Autre point de désaccord : l’immunité de Teodorín qui, selon l’équipe de défense qui s’appuie sur des décisions antérieures de la CIJ et sur la constitution équato-guinéenne, est dévolue « à des personnalités occupant des hautes fonctions au sein d’un État ». Mais pour la présidente, le 7 décembre, en même temps qu’elle demandait à la France de préserver l’intégrité de l’immeuble incriminé le temps de la procédure, la CIJ se déclarait incompétente pour trancher sur l’immunité du fils de Teodoro Obiang Nguema Mbasogo. Les débats peuvent donc se poursuivre.

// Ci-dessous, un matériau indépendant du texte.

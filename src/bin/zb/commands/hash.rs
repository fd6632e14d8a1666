//! `zb hash` command

use anyhow::Result;
use rayon::prelude::*;

use crate::cli::HashArgs;
use zb::util::diagnostic::emit;
use zb::util::{Diagnostic, GlobalContext};
use zb::{build_fingerprint, lint_fingerprint, test_fingerprint, Fingerprint};

pub fn execute(ctx: &GlobalContext, args: HashArgs) -> Result<()> {
    let build = ctx.build_context();
    let resolver = build.resolver();
    let config = ctx.config();

    let fingerprints = args
        .import_paths
        .par_iter()
        .map(|import_path| -> Result<(String, Fingerprint, bool)> {
            let pkg = resolver.resolve(import_path, ctx.cwd(), args.test)?;
            let cyclic = !args.lint && resolver.in_import_cycle(&pkg)?;
            let fp = if args.test {
                test_fingerprint(resolver, &pkg, &config.test)?
            } else if args.lint {
                lint_fingerprint(&pkg, &config.lint)?
            } else {
                build_fingerprint(resolver, &pkg)?
            };
            Ok((pkg.import_path().to_string(), fp, cyclic))
        })
        .collect::<Result<Vec<_>>>()?;

    for (import_path, fp, cyclic) in fingerprints {
        if cyclic || fp.is_cycle() {
            let warning = Diagnostic::warning(format!("`{}` is part of an import cycle", import_path))
                .with_context("its fingerprint depends on where the cycle is entered");
            emit(&warning, ctx.color());
        }
        println!("{}  {}", fp, import_path);
    }

    Ok(())
}
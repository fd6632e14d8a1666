//! Global context for zb operations.
//!
//! Provides centralized access to configuration, paths, and environment.

use std::path::{Path, PathBuf};
use std::sync::Arc;

use anyhow::{Context, Result};

use crate::builder::BuildContext;
use crate::resolver::PackageResolver;
use crate::sources::{BuildTags, PathMapper, SourceTree};
use crate::util::config::{global_config_path, load_config, project_config_path, Config};

/// Directory marking a project root.
pub const PROJECT_DIR_NAME: &str = ".zb";

/// Global context containing configuration and paths.
#[derive(Debug, Clone)]
pub struct GlobalContext {
    /// Current working directory
    cwd: PathBuf,

    /// Directory holding `.zb/`, or the cwd if there is none
    project_root: PathBuf,

    /// Merged global and project configuration
    config: Config,

    /// Whether diagnostics use terminal colors
    color: bool,
}

impl GlobalContext {
    /// Create a context for the current directory.
    pub fn new() -> Result<Self> {
        let cwd = std::env::current_dir().context("failed to get current directory")?;
        Ok(Self::with_cwd(cwd))
    }

    /// Create a context for a specific working directory.
    pub fn with_cwd(cwd: PathBuf) -> Self {
        let project_root = find_project_root(&cwd).unwrap_or_else(|| cwd.clone());
        let config = load_config(
            global_config_path().as_deref(),
            &project_config_path(&project_root),
        );

        GlobalContext {
            cwd,
            project_root,
            config,
            color: true,
        }
    }

    /// Replace the configuration.
    pub fn with_config(mut self, config: Config) -> Self {
        self.config = config;
        self
    }

    /// Enable or disable colored diagnostics.
    pub fn set_color(&mut self, color: bool) {
        self.color = color;
    }

    /// Get the current working directory.
    pub fn cwd(&self) -> &Path {
        &self.cwd
    }

    /// Get the project root.
    pub fn project_root(&self) -> &Path {
        &self.project_root
    }

    pub fn config(&self) -> &Config {
        &self.config
    }

    pub fn config_mut(&mut self) -> &mut Config {
        &mut self.config
    }

    /// Check if diagnostics should be colored.
    pub fn color(&self) -> bool {
        self.color
    }

    /// Source roots to search; relative entries are taken from the project
    /// root. Falls back to the working directory.
    pub fn source_roots(&self) -> Vec<PathBuf> {
        if self.config.paths.roots.is_empty() {
            return vec![self.cwd.clone()];
        }
        self.config
            .paths
            .roots
            .iter()
            .map(|root| self.project_root.join(root))
            .collect()
    }

    /// The filesystem import service for this context.
    pub fn source_tree(&self) -> SourceTree {
        let tags = BuildTags::host().with_tags(self.config.build.tags.iter().cloned());
        let mut tree = SourceTree::new(self.source_roots()).with_build_tags(tags);
        if let Some(std_root) = &self.config.paths.std_root {
            tree = tree.with_std_root(self.project_root.join(std_root));
        }
        if !tree.roots().iter().any(|root| self.cwd.starts_with(root)) {
            return tree;
        }
        let project = tree.dir_to_import_path(&self.cwd);
        tree.with_project_import_path(project)
    }

    /// A fresh build context over [`Self::source_tree`].
    pub fn build_context(&self) -> BuildContext {
        let tree = Arc::new(self.source_tree());
        BuildContext::new(PackageResolver::new(tree.clone()), tree)
            .with_config(self.config.build.clone())
    }
}

/// Search `start` and its ancestors for a directory holding `.zb/`.
pub fn find_project_root(start: &Path) -> Option<PathBuf> {
    start
        .ancestors()
        .find(|dir| dir.join(PROJECT_DIR_NAME).is_dir())
        .map(Path::to_path_buf)
}
//! Core data structures for zb.
//!
//! This module contains the types the engine passes around:
//! - Packages and the metadata an importer produces for them
//! - Dependencies (package artifacts and generate markers)
//! - Targets and target sets

pub mod dependency;
pub mod package;
pub mod target;

pub use dependency::{Dependency, GenerateMarker, PackageArtifact, Revision};
pub use package::{Package, PackageMetadata, SourceFiles};
pub use target::{Target, TargetKind, TargetSet, UnsupportedOperation};
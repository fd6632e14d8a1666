//! Transitive dependency graph of a package.

use std::collections::{HashSet, VecDeque};
use std::sync::Arc;

use crate::core::package::CGO_IMPORT;
use crate::core::Package;
use crate::resolver::{PackageResolver, ResolveError};
use crate::util::Claim;

impl PackageResolver {
    /// All packages `pkg` transitively imports, sorted by import path.
    ///
    /// Only the root package's own test imports are followed (and only if
    /// its record was resolved with test imports enabled); dependencies are
    /// always resolved without them. The outcome is computed once per
    /// package: a failure is cached and returned again on later calls.
    pub fn dependencies(&self, pkg: &Arc<Package>) -> Result<Vec<Arc<Package>>, ResolveError> {
        match pkg.deps.claim() {
            Claim::Ready(result) => result,
            Claim::Reentered | Claim::Poisoned => Err(ResolveError::Unavailable {
                import_path: pkg.import_path().to_string(),
            }),
            Claim::Vacant(slot) => {
                let result = self.collect_dependencies(pkg);
                match &result {
                    Ok(deps) => tracing::debug!(
                        "{} has {} transitive dependencies",
                        pkg.import_path(),
                        deps.len()
                    ),
                    Err(e) => tracing::debug!("dependencies of {} failed: {}", pkg.import_path(), e),
                }
                slot.fill(result.clone());
                result
            }
        }
    }

    /// Check if `pkg` is reachable from one of the packages it imports.
    pub fn in_import_cycle(&self, pkg: &Arc<Package>) -> Result<bool, ResolveError> {
        for dep in self.dependencies(pkg)? {
            let back = self.dependencies(&dep)?;
            if back.iter().any(|p| p.import_path() == pkg.import_path()) {
                return Ok(true);
            }
        }
        Ok(false)
    }

    fn collect_dependencies(&self, pkg: &Arc<Package>) -> Result<Vec<Arc<Package>>, ResolveError> {
        let mut seen = HashSet::new();
        seen.insert(pkg.import_path().to_string());

        let mut deps = Vec::new();
        let mut queue = VecDeque::from([Arc::clone(pkg)]);

        while let Some(current) = queue.pop_front() {
            for import_path in current.followed_imports() {
                if import_path == CGO_IMPORT {
                    continue;
                }

                let dep = self
                    .resolve(import_path, current.dir(), false)
                    .map_err(|e| ResolveError::import(current.import_path(), import_path, e))?;

                if !seen.insert(dep.import_path().to_string()) {
                    continue;
                }

                queue.push_back(Arc::clone(&dep));
                deps.push(dep);
            }
        }

        deps.sort_by(|a, b| a.import_path().cmp(b.import_path()));
        Ok(deps)
    }
}

#[cfg(test)]
mod tests {
    use super::*;
    use std::path::Path;

    use crate::test_support::{MemoryImporter, PackageFixture};

    fn import_paths(deps: &[Arc<Package>]) -> Vec<&str> {
        deps.iter().map(|p| p.import_path()).collect()
    }

    fn diamond() -> Arc<MemoryImporter> {
        let importer = Arc::new(MemoryImporter::new());
        importer.add(
            PackageFixture::new("example.com/a")
                .import("example.com/c")
                .import("example.com/b")
                .metadata(),
        );
        importer.add(PackageFixture::new("example.com/b").import("example.com/d").metadata());
        importer.add(PackageFixture::new("example.com/c").import("example.com/d").metadata());
        importer.add(PackageFixture::new("example.com/d").metadata());
        importer
    }

    #[test]
    fn test_diamond_sorted_and_deduplicated() {
        let resolver = PackageResolver::new(diamond());
        let a = resolver.resolve("example.com/a", Path::new("/"), false).unwrap();

        let deps = resolver.dependencies(&a).unwrap();
        assert_eq!(
            import_paths(&deps),
            ["example.com/b", "example.com/c", "example.com/d"]
        );
    }

    #[test]
    fn test_dependencies_idempotent() {
        let importer = diamond();
        let resolver = PackageResolver::new(importer.clone());
        let a = resolver.resolve("example.com/a", Path::new("/"), false).unwrap();

        let first = resolver.dependencies(&a).unwrap();
        let calls = importer.calls();
        let second = resolver.dependencies(&a).unwrap();

        assert_eq!(import_paths(&first), import_paths(&second));
        assert_eq!(importer.calls(), calls);
        assert_eq!(calls, 4);
    }

    #[test]
    fn test_cgo_pseudo_import_skipped() {
        let importer = Arc::new(MemoryImporter::new());
        importer.add(
            PackageFixture::new("example.com/a")
                .import("C")
                .import("example.com/b")
                .metadata(),
        );
        importer.add(PackageFixture::new("example.com/b").metadata());
        let resolver = PackageResolver::new(importer);

        let a = resolver.resolve("example.com/a", Path::new("/"), false).unwrap();
        let deps = resolver.dependencies(&a).unwrap();
        assert_eq!(import_paths(&deps), ["example.com/b"]);
    }

    #[test]
    fn test_only_root_follows_test_imports() {
        let importer = Arc::new(MemoryImporter::new());
        importer.add(
            PackageFixture::new("example.com/a")
                .import("example.com/b")
                .test_import("example.com/testutil")
                .xtest_import("example.com/a")
                .metadata(),
        );
        importer.add(
            PackageFixture::new("example.com/b")
                .test_import("example.com/btest")
                .metadata(),
        );
        importer.add(PackageFixture::new("example.com/testutil").metadata());
        importer.add(PackageFixture::new("example.com/btest").metadata());
        let resolver = PackageResolver::new(importer);

        let a = resolver.resolve("example.com/a", Path::new("/"), true).unwrap();
        let deps = resolver.dependencies(&a).unwrap();

        // The self-import from the external test is not a dependency.
        assert_eq!(import_paths(&deps), ["example.com/b", "example.com/testutil"]);
    }

    #[test]
    fn test_vendored_root_skips_test_imports() {
        let importer = Arc::new(MemoryImporter::new());
        importer.add(
            PackageFixture::new("example.com/app/vendor/example.com/lib")
                .import("example.com/b")
                .test_import("example.com/testutil")
                .metadata(),
        );
        importer.add(PackageFixture::new("example.com/b").metadata());
        importer.add(PackageFixture::new("example.com/testutil").metadata());
        let resolver = PackageResolver::new(importer);

        let lib = resolver
            .resolve("example.com/app/vendor/example.com/lib", Path::new("/"), true)
            .unwrap();
        let deps = resolver.dependencies(&lib).unwrap();
        assert_eq!(import_paths(&deps), ["example.com/b"]);
    }

    #[test]
    fn test_failure_is_cached() {
        let importer = Arc::new(MemoryImporter::new());
        importer.add(
            PackageFixture::new("example.com/a")
                .import("example.com/missing")
                .metadata(),
        );
        let resolver = PackageResolver::new(importer.clone());

        let a = resolver.resolve("example.com/a", Path::new("/"), false).unwrap();
        let first = resolver.dependencies(&a).unwrap_err();
        let calls = importer.calls();
        let second = resolver.dependencies(&a).unwrap_err();

        assert_eq!(first, second);
        assert_eq!(importer.calls(), calls);
        assert!(matches!(first.root_cause(), ResolveError::NotFound { .. }));
        assert_eq!(first.import_chain(), [("example.com/a", "example.com/missing")]);
    }

    #[test]
    fn test_import_resolved_from_importer_dir() {
        let importer = Arc::new(MemoryImporter::new());
        importer.add(PackageFixture::new("example.com/a").import("example.com/b").metadata());
        importer.add(PackageFixture::new("example.com/b").metadata());
        let resolver = PackageResolver::new(importer.clone());

        let a = resolver.resolve("example.com/a", Path::new("/"), false).unwrap();
        resolver.dependencies(&a).unwrap();

        assert_eq!(
            importer.last_src_dir("example.com/b"),
            Some(a.dir().to_path_buf())
        );
    }

    #[test]
    fn test_in_import_cycle() {
        let importer = diamond();
        importer.add(PackageFixture::new("example.com/x").import("example.com/y").metadata());
        importer.add(
            PackageFixture::new("example.com/y")
                .import("example.com/z")
                .metadata(),
        );
        importer.add(PackageFixture::new("example.com/z").import("example.com/x").metadata());
        let resolver = PackageResolver::new(importer);

        let x = resolver.resolve("example.com/x", Path::new("/"), false).unwrap();
        let a = resolver.resolve("example.com/a", Path::new("/"), false).unwrap();

        assert!(resolver.in_import_cycle(&x).unwrap());
        assert!(!resolver.in_import_cycle(&a).unwrap());
        assert_eq!(
            import_paths(&resolver.dependencies(&x).unwrap()),
            ["example.com/y", "example.com/z"]
        );
    }
}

Une partie civile « politique » ?
En face, parmi les parties civiles, l’avocat de Transparency international France, William Bourdon, et celui de la Coalition pour la restauration d’un État démocratique en république de Guinée équatoriale (Cored), Jean-Pierre Spitzer. La présence de cette plateforme d’opposition, qui réunit quelque dix-neuf partis et organisations de la société civile en exil, a suscité une autre protestation côté défense. Jugeant « irrecevable cette partie civile constituée le 2 janvier devant le tribunal », Emmanuel Marsigny qualifie cette coalition de « politique, et elle ne s’en cache pas d’ailleurs ». Elle souhaite « la restitution des biens à son profit (…) et veut une tribune politique ». « Cela risque de polluer les débats sur le fond », a-t-il conclu. Dans l’assemblée, une figure bien connue de l’opposition depuis plusieurs décennies : Severo Moto Nsa, condamné en 2004 par Malabo pour tentative de coup d’État. Exilé en Espagne, cet ancien proche du pouvoir est venu à Paris suivre les débats entouré d’une demi-douzaine d’autres opposants en exil. Pour William Bourdon, « la Guinée équatoriale pourchasse inlassablement ses opposants, et veut les chasser aussi de l’audience tout en vous (les juges, ndlr) faisant une leçon de droit ». Marembert l’interrompt : « C’est un procès politique ! Ou on fait de la politique, ou on fait du droit, mais que les choses soient dites! »
On ne peut donc pas juger les corrompus étrangers ?
Sur le fonds des faits reprochés, la défense estime que, s’il y a blanchiment d’argent, il y a une infraction à l’origine qui doit être caractérisée : à la manière d’un recel, pour que ce dernier soit jugé, il faut qu’il y ait un vol commis à la base. Comprendre : vu qu’aucune plainte n’a été déposée en Guinée équatoriale contre Teodorín, accusé en France d’avoir utilisé de fruit d’un détournement de fonds publics, cela voudrait dire que la France peut enquêter sur une infraction commise par un étranger dans un pays étranger, bafouant ainsi la souveraineté d’un État. William Bourdon s’interroge : « On ne peut donc pas juger les corrompus étrangers ? Très bien. Ce sont les narcotrafiquants qui vont être contents. Remarquez, cela devrait relancer le marché de l’immobilier ! »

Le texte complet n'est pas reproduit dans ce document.